A
principios del siglo XVI los Gremios de artesanos comienzan a encontrarse sin
chiquillos que se incorporen a sus diferentes oficios. La causa está motivada
porque hasta el momento los aprendices entraban en los talleres sin disfrutar de
ninguna clase de sueldo. Y como en aquella época cualquier ayuda era
imprescindible para la supervivencia de una familia, los padres empleaban a sus
hijos en oficios más rentables y más productivos.
Para
hacer frente a este gran contratiempo que deja al maestro sin la más básica
ayuda y al oficio sin posibilidades de continuidad, los Gremios se reúnen y
deciden regularizar el oficio de aprendiz dotándole de sueldo y de otros muchos
beneficios. Es decir, subscriben un documento donde el sueldo y las obligaciones
son iguales para todos los aprendices en la mayoría de los lugares de la península
ibérica, pero dejan libertad para que el vestuario sea, si no igual, sí
aproximado al estilo de vestir de la región que se habita.
En
el Reino de Murcia, el documento subscrito dice que el aprendiz de un carpintero
debe ser equipado por su maestro del siguiente vestuario: un ferruelo, 
un sayo, un zaragüel, dos camisas, dos pares de zapatos de cordobán y
un sombrero de fieltro. El ferruelo era una capa corta que llevaba un
cuello grande y vuelto sobre la espalda, hombros y pecho que se llamaba valona;
el sayo era una especie de casaca hueca, largo y sin botones; el zaragüel
unos calzones anchos y sin bragas, que sujetaban con una correa a la que
llevaban prendida un escarel para enganchar la espada.
Y
debe recibir igualmente de su maestro o patrón en calidad de préstamo, un cajón
con las siguientes herramientas: una azuela, una sierra, una escuadra, una
barrena, una juntera (garlopa), un cepillo, un formón, un compás, un martillo
y una cantidad prefijada de clavos.
El
maestro pagará al aprendiz 300 reales por el trabajo de un año, que no era un
sueldo precisamente escaso, pues un real de plata tenía el valor de 34 maravedíes,
o sea, 10.200 maravedíes al año.
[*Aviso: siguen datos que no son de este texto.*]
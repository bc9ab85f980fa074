use std::path::PathBuf;

use chrono::{DateTime, Utc};

use crate::action_executor::{
    brew_upgrade_command_line, CommandRunner, LaunchError, Launcher, Notice,
};
use crate::actions::AppAction;
use crate::config::{validate, Config};
use crate::contract::{
    self, CoreRequest, CoreResponse, HomebrewUpdatesResponse, ListItemDto, SearchResponse,
    StatusResponse, TagAppsResponse, TagDto, TagsResponse, UpdatesResponse,
};
use crate::model::{VessloApp, VessloData};
use crate::search::{self, SearchResult};
use crate::snapshot;
use crate::tags::{self, TagGroup};
use crate::updates::{self, SortOption, UpdateSection};

#[derive(Debug, thiserror::Error)]
pub enum ServiceError {
    #[error("config error: {0}")]
    Config(String),
    #[error("vesslo data not found at {}; run Vesslo first", .0.display())]
    DataUnavailable(PathBuf),
    #[error("app not found: {0}")]
    AppNotFound(String),
    #[error("invalid request: {0}")]
    InvalidRequest(String),
    #[error("launch error: {0}")]
    Launch(#[from] LaunchError),
}

/// Result of running an action: either a status notice, or a request to move
/// the front-end to another list.
#[derive(Debug, Clone, PartialEq, Eq)]
pub enum ActionOutcome {
    Notice(Notice),
    ShowSearch { query: String },
    ShowTags,
}

pub struct VessloService {
    config: Config,
    data: Option<VessloData>,
    launcher: Launcher,
}

impl VessloService {
    pub fn new(config: Config) -> Result<Self, ServiceError> {
        validate(&config).map_err(ServiceError::Config)?;
        let data = snapshot::load_optional(&config.data_path);
        let launcher = Launcher::system(config.programs());
        Ok(Self {
            config,
            data,
            launcher,
        })
    }

    pub fn with_data(
        config: Config,
        data: Option<VessloData>,
        runner: Box<dyn CommandRunner>,
    ) -> Result<Self, ServiceError> {
        validate(&config).map_err(ServiceError::Config)?;
        let launcher = Launcher::new(config.programs(), runner);
        Ok(Self {
            config,
            data,
            launcher,
        })
    }

    pub fn config(&self) -> &Config {
        &self.config
    }

    /// Re-reads the snapshot from disk; returns whether data is available.
    pub fn reload(&mut self) -> bool {
        self.data = snapshot::load_optional(&self.config.data_path);
        self.data.is_some()
    }

    pub fn data(&self) -> Result<&VessloData, ServiceError> {
        self.data
            .as_ref()
            .ok_or_else(|| ServiceError::DataUnavailable(self.config.data_path.clone()))
    }

    pub fn search(&self, query: &str) -> Result<Vec<SearchResult<'_>>, ServiceError> {
        Ok(search::search(&self.data()?.apps, query))
    }

    pub fn tags(&self) -> Result<Vec<TagGroup<'_>>, ServiceError> {
        Ok(tags::tag_groups(&self.data()?.apps))
    }

    pub fn tag_apps(&self, tag: &str) -> Result<Vec<&VessloApp>, ServiceError> {
        let groups = self.tags()?;
        Ok(tags::apps_for_tag(&groups, tag))
    }

    pub fn updates(&self, sort: SortOption) -> Result<Vec<UpdateSection<'_>>, ServiceError> {
        Ok(updates::sections(&self.data()?.apps, sort))
    }

    pub fn homebrew_updates(&self) -> Result<Vec<&VessloApp>, ServiceError> {
        Ok(updates::homebrew_updates(&self.data()?.apps))
    }

    pub fn find_app(&self, id: &str) -> Result<&VessloApp, ServiceError> {
        let id = id.trim();
        if id.is_empty() {
            return Err(ServiceError::InvalidRequest("app id is required".into()));
        }
        self.data()?
            .apps
            .iter()
            .find(|app| app.id == id)
            .ok_or_else(|| ServiceError::AppNotFound(id.to_string()))
    }

    /// Progress notice to show while `action` runs, if it is a long one.
    pub fn pending_notice(&self, action: &AppAction) -> Option<Notice> {
        match action {
            AppAction::UpdateViaHomebrew { cask, app_name } => Some(Notice::animated(
                format!("Updating {app_name}..."),
                Some(brew_upgrade_command_line(cask)),
            )),
            AppAction::UpdateAllHomebrew => {
                let count = self.homebrew_updates().map(|apps| apps.len()).unwrap_or(0);
                (count > 0).then(|| {
                    Notice::animated("Updating all Homebrew apps...", Some(format!("{count} apps")))
                })
            }
            _ => None,
        }
    }

    pub fn run(&self, action: &AppAction) -> Result<ActionOutcome, ServiceError> {
        tracing::info!(?action, "running action");
        let outcome = match action {
            AppAction::OpenApp { path } => {
                self.launcher.open_path(path)?;
                Notice::success("Opened app", Some(path.clone()))
            }
            AppAction::ShowInFinder { path } => {
                self.launcher.reveal_path(path)?;
                Notice::success("Revealed in Finder", Some(path.clone()))
            }
            AppAction::OpenInVesslo { bundle_id } | AppAction::UpdateInVesslo { bundle_id } => {
                self.open_in_vesslo(bundle_id)?
            }
            AppAction::CopyBundleId { bundle_id } => {
                self.launcher.copy_to_clipboard(bundle_id)?;
                Notice::success("Copied to clipboard", Some(bundle_id.clone()))
            }
            AppAction::UpdateViaHomebrew { cask, app_name } => {
                if cask.trim().is_empty() {
                    return Err(ServiceError::InvalidRequest("cask is required".into()));
                }
                self.launcher.run_brew_upgrade(cask, app_name)
            }
            AppAction::OpenInAppStore { url } => {
                self.launcher.open_target(url)?;
                Notice::success("Opened App Store", Some(url.clone()))
            }
            AppAction::UpdateAllHomebrew => return self.upgrade_all().map(ActionOutcome::Notice),
            AppAction::BrowseTag { tag } => {
                return Ok(ActionOutcome::ShowSearch { query: tag.clone() })
            }
            AppAction::BackToTags => return Ok(ActionOutcome::ShowTags),
        };
        Ok(ActionOutcome::Notice(outcome))
    }

    pub fn upgrade_app(&self, id: &str) -> Result<Notice, ServiceError> {
        let app = self.find_app(id)?;
        if !app.has_update() {
            return Err(ServiceError::InvalidRequest(format!(
                "{} has no pending update",
                app.name
            )));
        }
        let cask = match (app.is_homebrew(), app.homebrew_cask()) {
            (true, Some(cask)) => cask,
            _ => {
                return Err(ServiceError::InvalidRequest(format!(
                    "{} is not updatable via Homebrew",
                    app.name
                )))
            }
        };
        Ok(self.launcher.run_brew_upgrade(cask, &app.name))
    }

    pub fn upgrade_all(&self) -> Result<Notice, ServiceError> {
        let candidates = self.homebrew_updates()?;
        if candidates.is_empty() {
            return Ok(Notice::success(
                "All Homebrew apps are up to date!",
                Some("No Homebrew updates available".to_string()),
            ));
        }
        Ok(self.launcher.run_brew_upgrade_all(candidates.len()))
    }

    pub fn status(&self, now: DateTime<Utc>) -> StatusResponse {
        match &self.data {
            Some(data) => StatusResponse {
                data_path: self.config.data_path.clone(),
                available: true,
                fresh: snapshot::is_fresh(data, now, self.config.max_age()),
                exported_at: Some(data.exported_at.clone()),
                app_count: data.apps.len(),
                update_count: updates::apps_with_updates(&data.apps).len(),
            },
            None => StatusResponse {
                data_path: self.config.data_path.clone(),
                available: false,
                fresh: false,
                exported_at: None,
                app_count: 0,
                update_count: 0,
            },
        }
    }

    pub fn handle_command(&self, request: CoreRequest) -> Result<CoreResponse, ServiceError> {
        match request {
            CoreRequest::Search(payload) => self.search_response(payload.query),
            CoreRequest::Tags => self.tags_response(),
            CoreRequest::TagApps(payload) => {
                // Tags match exactly, so only a blank tag is rejected.
                let tag = payload.tag.as_str();
                if tag.trim().is_empty() {
                    return Err(ServiceError::InvalidRequest("tag is required".into()));
                }
                let apps = self.tag_apps(tag)?;
                Ok(CoreResponse::TagApps(TagAppsResponse {
                    tag: tag.to_string(),
                    title: format!("#{tag} ({} apps)", apps.len()),
                    apps: apps.into_iter().map(contract::tag_app_item).collect(),
                }))
            }
            CoreRequest::Updates(payload) => {
                let sort = payload.sort.unwrap_or_default();
                let sections = self.updates(sort)?;
                Ok(CoreResponse::Updates(UpdatesResponse {
                    sort,
                    sections: sections.iter().map(Into::into).collect(),
                }))
            }
            CoreRequest::HomebrewUpdates => {
                let apps = self.homebrew_updates()?;
                Ok(CoreResponse::HomebrewUpdates(HomebrewUpdatesResponse {
                    title: format!("Homebrew Updates ({})", apps.len()),
                    update_all: (!apps.is_empty()).then(|| contract::bulk_header_item(apps.len())),
                    items: apps.into_iter().map(contract::bulk_item).collect(),
                }))
            }
            CoreRequest::Run(payload) => match self.run(&payload.action)? {
                ActionOutcome::Notice(notice) => Ok(CoreResponse::Notice(notice)),
                ActionOutcome::ShowSearch { query } => self.search_response(query),
                ActionOutcome::ShowTags => self.tags_response(),
            },
            CoreRequest::UpgradeApp(payload) => self.upgrade_app(&payload.id).map(CoreResponse::Notice),
            CoreRequest::UpgradeAll => self.upgrade_all().map(CoreResponse::Notice),
            CoreRequest::Status => Ok(CoreResponse::Status(self.status(Utc::now()))),
        }
    }

    fn search_response(&self, query: String) -> Result<CoreResponse, ServiceError> {
        let results: Vec<ListItemDto> = self.search(&query)?.iter().map(Into::into).collect();
        Ok(CoreResponse::Search(SearchResponse { query, results }))
    }

    fn tags_response(&self) -> Result<CoreResponse, ServiceError> {
        let groups = self.tags()?;
        Ok(CoreResponse::Tags(TagsResponse {
            title: tags::tags_section_title(&groups),
            tags: groups.iter().map(TagDto::from).collect(),
        }))
    }

    fn open_in_vesslo(&self, bundle_id: &str) -> Result<Notice, ServiceError> {
        if bundle_id.trim().is_empty() {
            return Err(ServiceError::InvalidRequest("bundle id is required".into()));
        }
        Ok(match self.launcher.open_in_vesslo(bundle_id) {
            Ok(()) => Notice::success("Opened in Vesslo", Some(bundle_id.to_string())),
            Err(error) => {
                tracing::warn!(bundle_id, "failed to open in vesslo: {error}");
                Notice::failure("Failed to open in Vesslo", error.to_string())
            }
        })
    }
}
Se hará cargo de su manutención y le dará
albergue en su casa, y si el aprendiz enferma, el maestro estará obligado a
prestarle la debida asistencia médica mandándolo al hospital si el mal se
agrava.
Pero para
recibir todas estas mercedes, el aprendiz tendrá que observar las siguientes
obligaciones: Cumplir bien y fielmente todos sus deberes; servir con honradez y
disciplina las tareas que le sean asignadas; aprovechar todas las horas de luz
del día, pues bastantes fiestas hay al año para no aprovechar las horas de luz
en los días de trabajo; desempeñar su trabajo poniendo en él todo su esmero y
escrupulosidad, cuidando de no desperdiciar los clavos, de no malograr los filos
de las herramientas y de no rajar ni astillar la madera. Además de todas estas
obligaciones, el aprendiz también se ha de comprometer a acompañar a la mujer
del maestro cuando ésta salga de casa. Esto se hacía porque en aquellos
tiempos las mujeres que andaban solas por las calles eran muy vulnerables. Les
robaban fácilmente los dineros que llevaban para la compra, e incluso, a veces,
la compra misma.
El tiempo
de aprendizaje estaba determinado en dos años, pero si el maestro juzgaba que
el aprendiz no estaba suficiente preparado, podía alargarlo hasta tres, cuatro
o cinco años; pero en ningún caso más de cinco años. De tal forma que si en
este periodo de tiempo no hubiera el aprendiz profundizado suficientemente en el
arte de la carpintería a juicio de su maestro, para comprobar la supuesta
ineptitud del discípulo o, en caso contrario, los intereses del propietario del
taller, que pagando los honorarios de aprendiz podía disfrutar de un un
oficial, el discípulo tenía que ser trasladado a otro taller de relacionadas
características, donde comprobarían, bajo palabra de honor y durante otro año,
la torpeza o destreza del aprendiz de carpintero.
Después de
este periodo de aprendizaje, el meritorio era ascendido a oficial. Y desde este
momento dejaba de vivir a cuenta del patrón. Tenía que comprarse la ropa,
buscarse casa, casarse o ir a comer a tabernas; y lo único que poseía en
usufructo y que todavía seguía siendo del maestro, era la caja de herramientas
que tenía que seguir cuidando como si fueran las suyas propias.